While salvaging the school's computer servers, Heid posted updates on the Internet for information-starved evacuees.

"You can't tell from what it looks like on the surface. But there was 2 to 6 feet of water in the homes with slick mud sulfur, silt and lots of ocean debris, in both the gymnasium and auditorium," Heid said.

On one occasion, while assessing the damaged roof below the school's lighthouse-like tower, she peered out through panoramic windows at the destruction below.

"This was an awesome view right after the storm. There was so much ocean debris that it was a little scary. It's almost like the ocean spit it back at us." she said.

Heid estimated 95 percent of the homes were destroyed and 83 percent of the population has returned to the area. Those not returning are mostly elderly people.

While working at the distribution center, Heid would call city government in Port Arthur of which Sabine Pass is a bedroom community. City officials were confused about who she was or who she was working with.

"I'd say I'm working for the city of Sabine Pass, and I need this stuff."

When school resumed on Oct. 25, after six weeks forced vacation, Heid and other administrators worked to return some normalcy to the students' lives.

"At home they don't have a house. You have to be patient when what little stuff you've saved is now in a tent next to a FEMA trailer," Heid said.

The school brought in social workers to let students share their stories. High school sophomore Cody Almond said returning to classes was unsettling.

"It was weird, kind of scary, no one was here, a bunch of trash everywhere.
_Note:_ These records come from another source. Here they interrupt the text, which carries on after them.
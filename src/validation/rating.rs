use super::{Checker, FieldErrors};
use crate::models::claims::ClaimForm;
use crate::models::ratings::{RatingDraft, RatingForm};
use crate::models::auth::{ProfileDraft, ProfileForm};

pub fn validate_rating(form: &RatingForm) -> Result<RatingDraft, FieldErrors> {
    let mut check = Checker::new();

    let rating = if form.rating.trim().is_empty() {
        check.fail("rating", "Please choose a rating");
        None
    } else {
        check.number("rating", "Rating", &form.rating, 1i16..=5).flatten()
    };
    let comment = check.optional_text("comment", "Comment", &form.comment, 1000);
    let comment_ok = comment.is_some() || form.comment.trim().is_empty();

    check.finish(|| {
        comment_ok.then_some(())?;
        Some(RatingDraft {
            rating: rating?,
            comment,
        })
    })
}

/// Claim message is optional; returns the normalized message.
pub fn validate_claim(form: &ClaimForm) -> Result<Option<String>, FieldErrors> {
    let mut check = Checker::new();
    let message = check.optional_text("message", "Message", &form.message, 1000);
    check.finish(|| Some(message))
}

pub fn validate_profile(form: &ProfileForm) -> Result<ProfileDraft, FieldErrors> {
    let mut check = Checker::new();

    let display_name = if form.display_name.trim().is_empty() {
        Some(None)
    } else {
        check
            .required_text("display_name", "Display name", &form.display_name, 2..=100)
            .map(Some)
    };
    let avatar_url = check.url("avatar_url", "Avatar", &form.avatar_url);

    check.finish(|| {
        Some(ProfileDraft {
            display_name: display_name?,
            avatar_url: avatar_url?,
        })
    })
}
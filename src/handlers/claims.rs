use actix_web::{HttpResponse, web};
use sea_orm::DatabaseConnection;
use uuid::Uuid;

use crate::auth::authorization::{load_claim, load_project, require_role, verify_project_owner};
use crate::auth::middleware::AuthenticatedUser;
use crate::db::claims as claim_db;
use crate::db::is_unique_violation;
use crate::error::ApiError;
use crate::guard::{OperationGuard, keys};
use crate::models::claims::{ClaimForm, CreateClaim, UpdateClaimStatus};
use crate::models::roles::Role;
use crate::validation::validate_claim;

const ALREADY_CLAIMED: &str = "You have already claimed this project";

/// POST /api/projects/{id}/claims — a creator expresses interest.
///
/// The creator role is required, a client cannot claim their own project,
/// and each creator may claim a project once.
pub async fn create_claim(
    user: AuthenticatedUser,
    db: web::Data<DatabaseConnection>,
    guard: web::Data<OperationGuard>,
    path: web::Path<Uuid>,
    body: web::Json<ClaimForm>,
) -> Result<HttpResponse, ApiError> {
    let creator_id = user.id();
    let project_id = path.into_inner();

    require_role(db.get_ref(), creator_id, Role::Creator, "claim a project").await?;
    let message = validate_claim(&body)?;

    let project = load_project(db.get_ref(), project_id).await?;
    if project.owner_id == creator_id {
        return Err(ApiError::BadRequest(
            "You cannot claim your own project".to_string(),
        ));
    }

    let claim = guard
        .run(keys::claim(project_id, creator_id), async {
            if claim_db::claim_exists(db.get_ref(), project_id, creator_id).await? {
                return Err(ApiError::Conflict(ALREADY_CLAIMED.to_string()));
            }
            let input = CreateClaim {
                project_id,
                creator_id,
                message,
            };
            claim_db::insert_claim(db.get_ref(), input)
                .await
                .map_err(|e| {
                    if is_unique_violation(&e) {
                        ApiError::Conflict(ALREADY_CLAIMED.to_string())
                    } else {
                        ApiError::from(e)
                    }
                })
        })
        .await??;

    tracing::info!(claim_id = %claim.id, %project_id, %creator_id, "project claimed");
    Ok(HttpResponse::Created().json(claim))
}

/// GET /api/projects/{id}/claims — claims on a project (owner only).
pub async fn get_project_claims(
    user: AuthenticatedUser,
    db: web::Data<DatabaseConnection>,
    path: web::Path<Uuid>,
) -> Result<HttpResponse, ApiError> {
    let project_id = path.into_inner();
    verify_project_owner(db.get_ref(), project_id, user.id()).await?;

    let claims = claim_db::get_claims_by_project(db.get_ref(), project_id).await?;
    Ok(HttpResponse::Ok().json(claims))
}

/// GET /api/claims/mine — claims the caller made as a creator.
pub async fn get_my_claims(
    user: AuthenticatedUser,
    db: web::Data<DatabaseConnection>,
) -> Result<HttpResponse, ApiError> {
    let claims = claim_db::get_claims_by_creator(db.get_ref(), user.id()).await?;
    Ok(HttpResponse::Ok().json(claims))
}

/// PUT /api/claims/{id}/status — accept or reject (project owner only).
pub async fn update_status(
    user: AuthenticatedUser,
    db: web::Data<DatabaseConnection>,
    path: web::Path<Uuid>,
    body: web::Json<UpdateClaimStatus>,
) -> Result<HttpResponse, ApiError> {
    let claim = load_claim(db.get_ref(), path.into_inner()).await?;
    verify_project_owner(db.get_ref(), claim.project_id, user.id()).await?;

    let updated = claim_db::update_claim_status(db.get_ref(), claim.id, body.into_inner()).await?;
    Ok(HttpResponse::Ok().json(updated))
}

/// DELETE /api/claims/{id} — withdraw a claim (the claiming creator only).
pub async fn withdraw_claim(
    user: AuthenticatedUser,
    db: web::Data<DatabaseConnection>,
    path: web::Path<Uuid>,
) -> Result<HttpResponse, ApiError> {
    let claim = load_claim(db.get_ref(), path.into_inner()).await?;
    if claim.creator_id != user.id() {
        return Err(ApiError::Forbidden(
            "You can only withdraw your own claims".to_string(),
        ));
    }

    claim_db::delete_claim(db.get_ref(), claim.id).await?;
    Ok(HttpResponse::Ok().json(serde_json::json!({
        "message": format!("Claim {} withdrawn", claim.id),
    })))
}
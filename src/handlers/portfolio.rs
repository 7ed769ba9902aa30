use actix_web::{HttpResponse, web};
use sea_orm::DatabaseConnection;
use uuid::Uuid;

use crate::auth::authorization::require_role;
use crate::auth::middleware::AuthenticatedUser;
use crate::db::is_unique_violation;
use crate::db::portfolio as portfolio_db;
use crate::error::ApiError;
use crate::guard::{OperationGuard, keys};
use crate::models::PaginationQuery;
use crate::models::portfolio::PortfolioForm;
use crate::models::roles::Role;
use crate::validation::validate_portfolio;

const ALREADY_SET_UP: &str = "You already have a portfolio. Edit it instead";

/// GET /api/portfolios — browse published portfolios.
pub async fn get_portfolios(
    _user: AuthenticatedUser,
    db: web::Data<DatabaseConnection>,
    query: web::Query<PaginationQuery>,
) -> Result<HttpResponse, ApiError> {
    let page = portfolio_db::list_published(db.get_ref(), &query).await?;
    Ok(HttpResponse::Ok().json(page))
}

/// GET /api/portfolios/{id} — a published portfolio, or the caller's own.
///
/// Unpublished portfolios of other creators answer "not found".
pub async fn get_portfolio(
    user: AuthenticatedUser,
    db: web::Data<DatabaseConnection>,
    path: web::Path<Uuid>,
) -> Result<HttpResponse, ApiError> {
    let id = path.into_inner();
    match portfolio_db::get_portfolio_by_id(db.get_ref(), id).await? {
        Some(item) if item.is_published || item.user_id == user.id() => {
            Ok(HttpResponse::Ok().json(item))
        }
        _ => Err(ApiError::NotFound(format!("Portfolio {id} not found"))),
    }
}

/// POST /api/portfolios — first-time portfolio setup (creator role).
pub async fn setup_portfolio(
    user: AuthenticatedUser,
    db: web::Data<DatabaseConnection>,
    guard: web::Data<OperationGuard>,
    body: web::Json<PortfolioForm>,
) -> Result<HttpResponse, ApiError> {
    let user_id = user.id();
    require_role(db.get_ref(), user_id, Role::Creator, "set up a portfolio").await?;

    let draft = validate_portfolio(&body)?;

    let item = guard
        .run(keys::portfolio(user_id), async {
            if portfolio_db::get_portfolio_by_user(db.get_ref(), user_id)
                .await?
                .is_some()
            {
                return Err(ApiError::Conflict(ALREADY_SET_UP.to_string()));
            }
            portfolio_db::insert_portfolio(db.get_ref(), user_id, draft)
                .await
                .map_err(|e| {
                    if is_unique_violation(&e) {
                        ApiError::Conflict(ALREADY_SET_UP.to_string())
                    } else {
                        ApiError::from(e)
                    }
                })
        })
        .await??;

    tracing::info!(portfolio_id = %item.id, %user_id, "portfolio set up");
    Ok(HttpResponse::Created().json(item))
}

/// GET /api/portfolios/me — the caller's portfolio.
pub async fn get_my_portfolio(
    user: AuthenticatedUser,
    db: web::Data<DatabaseConnection>,
) -> Result<HttpResponse, ApiError> {
    portfolio_db::get_portfolio_by_user(db.get_ref(), user.id())
        .await?
        .map(|item| HttpResponse::Ok().json(item))
        .ok_or_else(|| ApiError::NotFound("You have not set up a portfolio yet".to_string()))
}

/// PUT /api/portfolios/me — edit the caller's portfolio.
pub async fn update_my_portfolio(
    user: AuthenticatedUser,
    db: web::Data<DatabaseConnection>,
    guard: web::Data<OperationGuard>,
    body: web::Json<PortfolioForm>,
) -> Result<HttpResponse, ApiError> {
    let user_id = user.id();
    let draft = validate_portfolio(&body)?;

    let updated = guard
        .run(
            keys::portfolio(user_id),
            portfolio_db::update_portfolio(db.get_ref(), user_id, draft),
        )
        .await?
        .map_err(|e| match e {
            sea_orm::DbErr::RecordNotFound(_) => {
                ApiError::NotFound("You have not set up a portfolio yet".to_string())
            }
            other => ApiError::from(other),
        })?;

    Ok(HttpResponse::Ok().json(updated))
}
It was different," Almond said.

Almond is Heid's godson and lives on her lawn in a FEMA trailer.

The principal's home faces the school. She joked that the daily trips crossing the street cause more wear to her shoes than her tires. Her yard is crowded with two FEMA-issued trailers, one for her family and the other for Almond's mother and her three children. A couple of tents with the family's belongings are pitched next to the trailers - a sight echoed throughout the town.

FEMA trailers are loaned to the displaced for 18 months, but delays in distribution count as time used.

Heid said Almond and his family worry about what's going to happen when those months are up.

"I'm not sure what's going to happen. We'll just play it out one day at a time and help each other figure it out," Heid said.

With great responsibility all around her, Heid hadn't found time to start on her own home until Dec. 26. Because the three-bedroom brick house was swamped by ocean debris and diesel residue, its carpet must be stripped and drywall replaced. "We're in the story, and we don't know how it's going to end," Heid said.